Agruras de um agrônomo urbano
Fabio Victor | Edição 134, Novembro 2017
Famosa no bairro paulistano de Santa Cecília como ponto do cinquentenário bar do Fuad, a esquina da Martim Francisco com a Imaculada Conceição estava bloqueada por cones da prefeitura. No meio desta, um carro da Polícia Militar estacionado mantinha acionado o giroflex, que piscava sem parar, irradiando certa tensão naquela manhã morna de sábado de começo de primavera.
Eram 10h15. Entre acuado e resignado, Claudinei Rocha ouvia os queixumes dos integrantes de uma rodinha de moradores – o grupo que havia acionado a PM. Ao lado dele, dois guardas tomavam notas numa prancheta em que repousava um boletim de ocorrência.

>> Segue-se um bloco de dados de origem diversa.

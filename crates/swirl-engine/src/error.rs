//! Pipeline lifecycle states and errors.

use std::fmt;

use swirl_codec::CodecError;
use swirl_core::DimsError;
use swirl_device::DeviceFault;
use swirl_raster::RasterError;
use swirl_sim::StoreError;
use thiserror::Error;

use crate::config::ConfigError;

/// Observable lifecycle state of a [`Pipeline`](crate::Pipeline).
#[derive(Clone, Copy, Debug, PartialEq, Eq, Hash)]
pub enum LifecycleState {
    /// Constructed, nothing allocated on the device.
    Uninitialized,
    /// Device state allocated; `step` is valid.
    Ready,
    /// A device, raster or codec fault occurred. Only `cleanup` is valid.
    Faulted,
    /// Terminal. No call is valid.
    Released,
}

impl fmt::Display for LifecycleState {
    fn fmt(&self, f: &mut fmt::Formatter<'_>) -> fmt::Result {
        let s = match self {
            Self::Uninitialized => "uninitialized",
            Self::Ready => "ready",
            Self::Faulted => "faulted",
            Self::Released => "released",
        };
        f.write_str(s)
    }
}

/// Failure of a [`Pipeline`](crate::Pipeline) operation.
#[derive(Clone, Debug, PartialEq, Error)]
pub enum PipelineError {
    /// Configuration rejected before anything was allocated.
    #[error(transparent)]
    Config(#[from] ConfigError),
    /// Requested grid dimensions are invalid.
    #[error(transparent)]
    Dims(#[from] DimsError),
    /// The device reported a fault. The pipeline is now faulted.
    #[error(transparent)]
    Device(DeviceFault),
    /// The state store rejected a request (bounds, resize, parameters).
    #[error(transparent)]
    Store(StoreError),
    /// Rasterization or camera configuration failed.
    #[error(transparent)]
    Raster(#[from] RasterError),
    /// Frame compression failed. The pipeline is now faulted.
    #[error(transparent)]
    Codec(#[from] CodecError),
    /// The operation is not valid in the current lifecycle state.
    #[error("{op} is not valid while the pipeline is {state}")]
    Lifecycle {
        /// Rejected operation.
        op: &'static str,
        /// State at the time of the call.
        state: LifecycleState,
    },
    /// An earlier fault made the pipeline unusable.
    #[error("{op} rejected: the pipeline has faulted")]
    Faulted {
        /// Rejected operation.
        op: &'static str,
    },
}

impl From<DeviceFault> for PipelineError {
    fn from(fault: DeviceFault) -> Self {
        Self::Device(fault)
    }
}

impl From<StoreError> for PipelineError {
    fn from(e: StoreError) -> Self {
        match e {
            StoreError::Device(fault) => Self::Device(fault),
            other => Self::Store(other),
        }
    }
}

impl PipelineError {
    /// Whether this error leaves the pipeline without a trustworthy
    /// device state.
    pub fn is_fatal(&self) -> bool {
        matches!(
            self,
            Self::Device(_) | Self::Codec(_) | Self::Raster(RasterError::FieldSizeMismatch { .. })
        )
    }

    /// Whether this error reports a call made in the wrong lifecycle state.
    pub fn is_contract_violation(&self) -> bool {
        matches!(self, Self::Lifecycle { .. } | Self::Faulted { .. })
    }
}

Foi o BO que garantiu sobrevida à tipuana. Originária da Argentina e da Bolívia, de nome científico Tipuana tipu, essa espécie de árvore é muito comum pelas ruas de São Paulo. Produz flores amarelas e, quando adulta, tem uma copa frondosa. Mas aquela tipuana da Imaculada Conceição, conforme o laudo técnico que Rocha segurava, estava condenada à morte. Com 15 metros de altura e 74 centímetros de diâmetro no tronco, apresentava “estado fitossanitário ruim” (ou seja, saúde debilitada), “galhos secos” e “sinais de senescência”. Aos olhos dos moradores, no entanto, não eram motivos suficientes para derrubá-la. Seu estado geral era bom, argumentavam, e andava até florindo. Alguém acrescentou que havia lá no alto um ninho de passarinho – o que impediria o corte. Um operário subiu com o guindaste e disse que não havia ninho nenhum.

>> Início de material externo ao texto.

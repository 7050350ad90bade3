//! Status-checked access to a compute device.
//!
//! Every [`Dispatcher`] method checks the status of the underlying device
//! call and, on failure, returns a [`DeviceFault`] naming the call and the
//! source location of the *caller*. Kernel launches are followed by the
//! configured [`SyncStrategy`].

use std::panic::Location;

use crate::device::ComputeDevice;
use crate::error::{DeviceError, DeviceFault};
use crate::kernel::Kernel;
use crate::memory::BufferId;
use crate::sync::{SyncMode, SyncStrategy};

/// A compute device plus the fault-detection discipline applied to it.
pub struct Dispatcher {
    device: Box<dyn ComputeDevice>,
    strategy: Box<dyn SyncStrategy>,
    dispatches: u64,
}

#[track_caller]
fn check<T>(call: &'static str, result: Result<T, DeviceError>) -> Result<T, DeviceFault> {
    let site = Location::caller();
    result.map_err(|e| DeviceFault::new(call, site, e))
}

impl Dispatcher {
    /// Wrap `device` with the strategy for `mode`.
    pub fn new(device: Box<dyn ComputeDevice>, mode: SyncMode) -> Self {
        Self::with_strategy(device, mode.strategy())
    }

    /// Wrap `device` with a custom strategy.
    pub fn with_strategy(device: Box<dyn ComputeDevice>, strategy: Box<dyn SyncStrategy>) -> Self {
        tracing::debug!(device = device.name(), mode = %strategy.mode(), "dispatcher ready");
        Self {
            device,
            strategy,
            dispatches: 0,
        }
    }

    /// Active synchronization mode.
    pub fn mode(&self) -> SyncMode {
        self.strategy.mode()
    }

    /// Name of the wrapped device.
    pub fn device_name(&self) -> &str {
        self.device.name()
    }

    /// Kernels dispatched so far.
    pub fn dispatch_count(&self) -> u64 {
        self.dispatches
    }

    /// Allocate a zeroed buffer.
    #[track_caller]
    pub fn alloc_zeroed(&mut self, bytes: usize) -> Result<BufferId, DeviceFault> {
        check("alloc", self.device.alloc_zeroed(bytes))
    }

    /// Release a buffer.
    #[track_caller]
    pub fn free(&mut self, buffer: BufferId) -> Result<(), DeviceFault> {
        check("free", self.device.free(buffer))
    }

    /// Host-to-device copy.
    #[track_caller]
    pub fn upload(&mut self, buffer: BufferId, offset: usize, data: &[u8]) -> Result<(), DeviceFault> {
        check("upload", self.device.upload(buffer, offset, data))
    }

    /// Device-to-host copy.
    #[track_caller]
    pub fn download(
        &mut self,
        buffer: BufferId,
        offset: usize,
        out: &mut [u8],
    ) -> Result<(), DeviceFault> {
        check("download", self.device.download(buffer, offset, out))
    }

    /// Device-to-device copy.
    #[track_caller]
    pub fn copy(&mut self, src: BufferId, dst: BufferId) -> Result<(), DeviceFault> {
        check("copy", self.device.copy(src, dst))
    }

    /// Enqueue a kernel, then apply the sync strategy.
    #[track_caller]
    pub fn launch(&mut self, kernel: Box<dyn Kernel>) -> Result<(), DeviceFault> {
        let name = kernel.name();
        check("launch", self.device.launch(kernel))?;
        self.dispatches += 1;
        tracing::trace!(kernel = name, dispatch = self.dispatches, "kernel dispatched");
        check("sync", self.strategy.after_dispatch(self.device.as_mut()))
    }

    /// Wait for the device to go idle and report any pending fault.
    #[track_caller]
    pub fn barrier(&mut self) -> Result<(), DeviceFault> {
        check("synchronize", self.device.synchronize())
    }
}

impl std::fmt::Debug for Dispatcher {
    fn fmt(&self, f: &mut std::fmt::Formatter<'_>) -> std::fmt::Result {
        f.debug_struct("Dispatcher")
            .field("device", &self.device.name())
            .field("mode", &self.strategy.mode())
            .field("dispatches", &self.dispatches)
            .finish()
    }
}

#[cfg(test)]
mod tests {
    use super::*;
    use crate::host::{HostDevice, HostDeviceConfig};
    use crate::memory::DeviceMemory;
    use std::time::Duration;

    struct LateFault;

    impl Kernel for LateFault {
        fn name(&self) -> &'static str {
            "late_fault"
        }
        fn bindings(&self) -> Vec<BufferId> {
            Vec::new()
        }
        fn run(&self, _memory: &mut DeviceMemory) -> Result<(), DeviceError> {
            std::thread::sleep(Duration::from_millis(50));
            Err(DeviceError::KernelFault {
                kernel: "late_fault",
                reason: "misaligned access".into(),
            })
        }
    }

    fn dispatcher(mode: SyncMode) -> Dispatcher {
        let device = HostDevice::new(HostDeviceConfig {
            worker_threads: Some(1),
            memory_limit: 1 << 16,
        })
        .unwrap();
        Dispatcher::new(Box::new(device), mode)
    }

    #[test]
    fn strict_mode_reports_fault_at_dispatch() {
        let mut d = dispatcher(SyncMode::Strict);
        let fault = d.launch(Box::new(LateFault)).unwrap_err();
        assert_eq!(fault.call, "sync");
        assert!(fault.file.ends_with("dispatch.rs"));
        assert!(matches!(fault.source, DeviceError::KernelFault { kernel: "late_fault", .. }));
    }

    #[test]
    fn deferred_mode_reports_fault_at_barrier() {
        let mut d = dispatcher(SyncMode::Deferred);
        d.launch(Box::new(LateFault)).unwrap();
        assert_eq!(d.dispatch_count(), 1);
        let fault = d.barrier().unwrap_err();
        assert_eq!(fault.call, "synchronize");
        assert!(matches!(fault.source, DeviceError::KernelFault { .. }));
    }

    #[test]
    fn fault_records_caller_line() {
        let mut d = dispatcher(SyncMode::Deferred);
        let line = line!() + 1;
        let fault = d.alloc_zeroed(1 << 20).unwrap_err();
        assert_eq!(fault.line, line);
        assert_eq!(fault.call, "alloc");
    }
}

Rocha balançava a cabeça, chateado. Engenheiro agrônomo de uma empresa contratada pela prefeitura, ele chefia uma das 52 equipes de poda e remoção responsáveis por cuidar das 650 mil árvores espalhadas pelas calçadas de São Paulo. Em oito anos na função, já se acostumou com reações furiosas de moradores contrários às derrubadas. “Não importa a situação da árvore. De dez pessoas que aparecem na hora da remoção, nove são contra.”

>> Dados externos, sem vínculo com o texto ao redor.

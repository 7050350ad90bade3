//! Device memory: word-aligned buffers addressed by generational ids.
//!
//! Buffers are backed by `u32` words so any buffer can be viewed in place
//! as a slice of 4-byte-aligned [`Pod`] values (`f32`, `Cell`,
//! `SimulationConstants`). Ids are generational: a freed id never aliases
//! a later allocation, and freeing twice is reported instead of corrupting
//! the allocator.

use std::fmt;
use std::panic::{self, AssertUnwindSafe};

use bytemuck::Pod;
use swirl_core::{SlotKey, SlotTable};

use crate::error::DeviceError;

/// Handle to a device buffer.
#[derive(Clone, Copy, Debug, PartialEq, Eq, Hash, PartialOrd, Ord)]
pub struct BufferId(SlotKey);

impl fmt::Display for BufferId {
    fn fmt(&self, f: &mut fmt::Formatter<'_>) -> fmt::Result {
        write!(f, "#{}.{}", self.0.slot(), self.0.generation())
    }
}

struct Allocation {
    words: Vec<u32>,
    len: usize,
    checked_out: bool,
}

/// The memory of one compute device.
pub struct DeviceMemory {
    buffers: SlotTable<Allocation>,
    limit: usize,
    in_use: usize,
}

impl DeviceMemory {
    /// Empty device memory that refuses allocations beyond `limit` bytes.
    pub fn new(limit: usize) -> Self {
        Self {
            buffers: SlotTable::new(),
            limit,
            in_use: 0,
        }
    }

    /// Allocate `bytes` zero-initialised bytes.
    pub fn alloc_zeroed(&mut self, bytes: usize) -> Result<BufferId, DeviceError> {
        let oom = DeviceError::OutOfMemory {
            requested: bytes,
            in_use: self.in_use,
            limit: self.limit,
        };
        match self.in_use.checked_add(bytes) {
            Some(total) if total <= self.limit => {}
            _ => return Err(oom),
        }
        let word_count = bytes.div_ceil(4);
        let mut words = Vec::new();
        if words.try_reserve_exact(word_count).is_err() {
            return Err(oom);
        }
        words.resize(word_count, 0);
        self.in_use += bytes;
        Ok(BufferId(self.buffers.insert(Allocation {
            words,
            len: bytes,
            checked_out: false,
        })))
    }

    /// Release a buffer.
    pub fn free(&mut self, buffer: BufferId) -> Result<(), DeviceError> {
        if self.buffers.get(buffer.0).is_some_and(|a| a.checked_out) {
            return Err(DeviceError::Aliased { buffer });
        }
        let alloc = self
            .buffers
            .remove(buffer.0)
            .ok_or(DeviceError::InvalidBuffer { buffer })?;
        self.in_use -= alloc.len;
        Ok(())
    }

    /// Whether `buffer` is a live allocation.
    pub fn contains(&self, buffer: BufferId) -> bool {
        self.buffers.contains(buffer.0)
    }

    /// Size of a live buffer in bytes.
    pub fn size_of(&self, buffer: BufferId) -> Result<usize, DeviceError> {
        self.buffers
            .get(buffer.0)
            .map(|a| a.len)
            .ok_or(DeviceError::InvalidBuffer { buffer })
    }

    /// Number of live buffers.
    pub fn live_buffers(&self) -> usize {
        self.buffers.len()
    }

    /// Bytes currently allocated.
    pub fn bytes_in_use(&self) -> usize {
        self.in_use
    }

    fn allocation(&self, buffer: BufferId) -> Result<&Allocation, DeviceError> {
        let alloc = self
            .buffers
            .get(buffer.0)
            .ok_or(DeviceError::InvalidBuffer { buffer })?;
        if alloc.checked_out {
            return Err(DeviceError::Aliased { buffer });
        }
        Ok(alloc)
    }

    fn allocation_mut(&mut self, buffer: BufferId) -> Result<&mut Allocation, DeviceError> {
        let alloc = self
            .buffers
            .get_mut(buffer.0)
            .ok_or(DeviceError::InvalidBuffer { buffer })?;
        if alloc.checked_out {
            return Err(DeviceError::Aliased { buffer });
        }
        Ok(alloc)
    }

    /// Raw contents of a buffer.
    pub fn bytes(&self, buffer: BufferId) -> Result<&[u8], DeviceError> {
        let alloc = self.allocation(buffer)?;
        Ok(&bytemuck::cast_slice::<u32, u8>(&alloc.words)[..alloc.len])
    }

    /// Mutable raw contents of a buffer.
    pub fn bytes_mut(&mut self, buffer: BufferId) -> Result<&mut [u8], DeviceError> {
        let alloc = self.allocation_mut(buffer)?;
        let len = alloc.len;
        Ok(&mut bytemuck::cast_slice_mut::<u32, u8>(&mut alloc.words)[..len])
    }

    /// View a buffer as a slice of `T`.
    pub fn view<T: Pod>(&self, buffer: BufferId) -> Result<&[T], DeviceError> {
        let bytes = self.bytes(buffer)?;
        bytemuck::try_cast_slice(bytes).map_err(|_| DeviceError::TypeMismatch {
            buffer,
            size: bytes.len(),
            elem: std::mem::size_of::<T>(),
        })
    }

    /// Copy `data` into a buffer at `offset`.
    pub fn write(&mut self, buffer: BufferId, offset: usize, data: &[u8]) -> Result<(), DeviceError> {
        let bytes = self.bytes_mut(buffer)?;
        let size = bytes.len();
        let dst = offset
            .checked_add(data.len())
            .and_then(|end| bytes.get_mut(offset..end))
            .ok_or(DeviceError::OutOfBounds {
                buffer,
                offset,
                len: data.len(),
                size,
            })?;
        dst.copy_from_slice(data);
        Ok(())
    }

    /// Copy bytes starting at `offset` into `out`.
    pub fn read(&self, buffer: BufferId, offset: usize, out: &mut [u8]) -> Result<(), DeviceError> {
        let bytes = self.bytes(buffer)?;
        let src = offset
            .checked_add(out.len())
            .and_then(|end| bytes.get(offset..end))
            .ok_or(DeviceError::OutOfBounds {
                buffer,
                offset,
                len: out.len(),
                size: bytes.len(),
            })?;
        out.copy_from_slice(src);
        Ok(())
    }

    /// Copy the whole of `src` into `dst`; both must have the same size.
    pub fn copy(&mut self, src: BufferId, dst: BufferId) -> Result<(), DeviceError> {
        if src == dst {
            return self.allocation(src).map(|_| ());
        }
        let data = self.allocation(src)?.words.clone();
        let src_len = self.size_of(src)?;
        let target = self.allocation_mut(dst)?;
        if target.len != src_len {
            return Err(DeviceError::OutOfBounds {
                buffer: dst,
                offset: 0,
                len: src_len,
                size: target.len,
            });
        }
        target.words.copy_from_slice(&data);
        Ok(())
    }

    /// Run `f` with exclusive access to `output` while the rest of memory
    /// stays readable.
    ///
    /// `output` is checked out for the duration of the call: reading it
    /// through the shared `DeviceMemory` reports [`DeviceError::Aliased`],
    /// so a kernel cannot observe its own partial writes.
    ///
    /// The buffer is checked back in even if `f` panics; the panic then
    /// continues to unwind.
    pub fn with_output<R>(
        &mut self,
        output: BufferId,
        f: impl FnOnce(&mut [u8], &DeviceMemory) -> Result<R, DeviceError>,
    ) -> Result<R, DeviceError> {
        let alloc = self.allocation_mut(output)?;
        let mut words = std::mem::take(&mut alloc.words);
        let len = alloc.len;
        alloc.checked_out = true;

        let shared: &DeviceMemory = self;
        let outcome = panic::catch_unwind(AssertUnwindSafe(|| {
            f(
                &mut bytemuck::cast_slice_mut::<u32, u8>(&mut words)[..len],
                shared,
            )
        }));

        if let Some(alloc) = self.buffers.get_mut(output.0) {
            alloc.words = words;
            alloc.checked_out = false;
        }
        match outcome {
            Ok(result) => result,
            Err(payload) => panic::resume_unwind(payload),
        }
    }
}

impl fmt::Debug for DeviceMemory {
    fn fmt(&self, f: &mut fmt::Formatter<'_>) -> fmt::Result {
        f.debug_struct("DeviceMemory")
            .field("live_buffers", &self.buffers.len())
            .field("bytes_in_use", &self.in_use)
            .field("limit", &self.limit)
            .finish()
    }
}

#[cfg(test)]
mod tests {
    use super::*;
    use proptest::prelude::*;

    #[test]
    fn allocations_are_zeroed_and_counted() {
        let mut mem = DeviceMemory::new(1024);
        let a = mem.alloc_zeroed(10).unwrap();
        assert_eq!(mem.bytes(a).unwrap(), &[0u8; 10]);
        assert_eq!(mem.bytes_in_use(), 10);
        assert_eq!(mem.live_buffers(), 1);
        mem.free(a).unwrap();
        assert_eq!(mem.bytes_in_use(), 0);
        assert_eq!(mem.live_buffers(), 0);
    }

    #[test]
    fn limit_is_enforced() {
        let mut mem = DeviceMemory::new(16);
        let _a = mem.alloc_zeroed(12).unwrap();
        assert!(matches!(
            mem.alloc_zeroed(8),
            Err(DeviceError::OutOfMemory { requested: 8, in_use: 12, limit: 16 })
        ));
    }

    #[test]
    fn double_free_is_reported() {
        let mut mem = DeviceMemory::new(64);
        let a = mem.alloc_zeroed(4).unwrap();
        mem.free(a).unwrap();
        assert_eq!(mem.free(a), Err(DeviceError::InvalidBuffer { buffer: a }));
        assert_eq!(mem.bytes_in_use(), 0);
    }

    #[test]
    fn write_and_read_respect_bounds() {
        let mut mem = DeviceMemory::new(64);
        let a = mem.alloc_zeroed(8).unwrap();
        mem.write(a, 4, &[1, 2, 3, 4]).unwrap();
        let mut out = [0u8; 8];
        mem.read(a, 0, &mut out).unwrap();
        assert_eq!(out, [0, 0, 0, 0, 1, 2, 3, 4]);
        assert!(matches!(
            mem.write(a, 6, &[0; 4]),
            Err(DeviceError::OutOfBounds { .. })
        ));
        assert!(matches!(
            mem.read(a, usize::MAX, &mut out),
            Err(DeviceError::OutOfBounds { .. })
        ));
    }

    #[test]
    fn view_requires_whole_elements() {
        let mut mem = DeviceMemory::new(64);
        let a = mem.alloc_zeroed(8).unwrap();
        assert_eq!(mem.view::<f32>(a).unwrap().len(), 2);
        let b = mem.alloc_zeroed(6).unwrap();
        assert!(matches!(
            mem.view::<f32>(b),
            Err(DeviceError::TypeMismatch { elem: 4, .. })
        ));
    }

    #[test]
    fn copy_requires_equal_sizes() {
        let mut mem = DeviceMemory::new(64);
        let a = mem.alloc_zeroed(4).unwrap();
        let b = mem.alloc_zeroed(4).unwrap();
        let c = mem.alloc_zeroed(8).unwrap();
        mem.write(a, 0, &[9, 8, 7, 6]).unwrap();
        mem.copy(a, b).unwrap();
        assert_eq!(mem.bytes(b).unwrap(), &[9, 8, 7, 6]);
        assert!(mem.copy(a, c).is_err());
    }

    #[test]
    fn output_is_hidden_while_checked_out() {
        let mut mem = DeviceMemory::new(64);
        let src = mem.alloc_zeroed(4).unwrap();
        let dst = mem.alloc_zeroed(4).unwrap();
        mem.write(src, 0, &[5, 5, 5, 5]).unwrap();
        mem.with_output(dst, |out, mem| {
            assert_eq!(mem.bytes(dst), Err(DeviceError::Aliased { buffer: dst }));
            out.copy_from_slice(mem.bytes(src)?);
            Ok(())
        })
        .unwrap();
        assert_eq!(mem.bytes(dst).unwrap(), &[5, 5, 5, 5]);
    }

    #[test]
    fn output_is_restored_after_error() {
        let mut mem = DeviceMemory::new(64);
        let dst = mem.alloc_zeroed(4).unwrap();
        let r: Result<(), _> = mem.with_output(dst, |out, _| {
            out[0] = 1;
            Err(DeviceError::Lost)
        });
        assert_eq!(r, Err(DeviceError::Lost));
        assert_eq!(mem.bytes(dst).unwrap(), &[1, 0, 0, 0]);
    }

    #[test]
    fn output_is_restored_after_panic() {
        let mut mem = DeviceMemory::new(64);
        let dst = mem.alloc_zeroed(8).unwrap();
        let unwound = std::panic::catch_unwind(AssertUnwindSafe(|| {
            let _: Result<(), _> = mem.with_output(dst, |out, _| {
                out[0] = 2;
                panic!("writer bug");
            });
        }));
        assert!(unwound.is_err());
        assert_eq!(mem.bytes(dst).unwrap(), &[2, 0, 0, 0, 0, 0, 0, 0]);
        mem.free(dst).unwrap();
        assert_eq!(mem.live_buffers(), 0);
        assert_eq!(mem.bytes_in_use(), 0);
    }

    proptest! {
        #[test]
        fn writes_within_bounds_read_back(
            size in 1usize..256,
            offset in 0usize..256,
            data in proptest::collection::vec(any::<u8>(), 0..64),
        ) {
            let mut mem = DeviceMemory::new(1024);
            let b = mem.alloc_zeroed(size).unwrap();
            let fits = offset + data.len() <= size;
            prop_assert_eq!(mem.write(b, offset, &data).is_ok(), fits);
            if fits {
                let mut out = vec![0u8; data.len()];
                mem.read(b, offset, &mut out).unwrap();
                prop_assert_eq!(out, data);
            }
            prop_assert_eq!(mem.bytes_in_use(), size);
        }
    }
}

Naquele sábado, ao menos os PMs estavam do lado de Rocha. Enquanto preenchiam o BO, buscavam dissuadir a resistência improvisada. “Os argumentos de vocês são emocionais, vocês não podem agir pela emoção, é preciso ver o lado técnico”, dizia um deles.
Uma moradora replicou: “Não é argumento emocional. Moro nesse prédio e vejo os galhos da árvore do meu apartamento. Acordo todos os dias com os passarinhos cantando.”
Rocha disse baixinho: “Uma vez os moradores nos impediram de podar uma igual a essa. Dias depois, ela caiu em cima de um carro e matou um rapaz de 33 anos…” Referia-se a um acidente, em dezembro de 2014, na esquina das ruas Alagoas e Itacolomi, em Higienópolis. Durante um temporal, a árvore caiu em cima de um táxi, provocando a morte do passageiro – o motorista saiu ileso.
O agrônomo diz que aprendeu a ter serenidade diante do destempero: “Já me chamaram de pau-mandado, de assassino, já ameaçaram me agredir. Não posso agir do mesmo jeito. Sou obrigado a ouvir, a explicar que aquela árvore pode matar alguém, mostro o laudo.”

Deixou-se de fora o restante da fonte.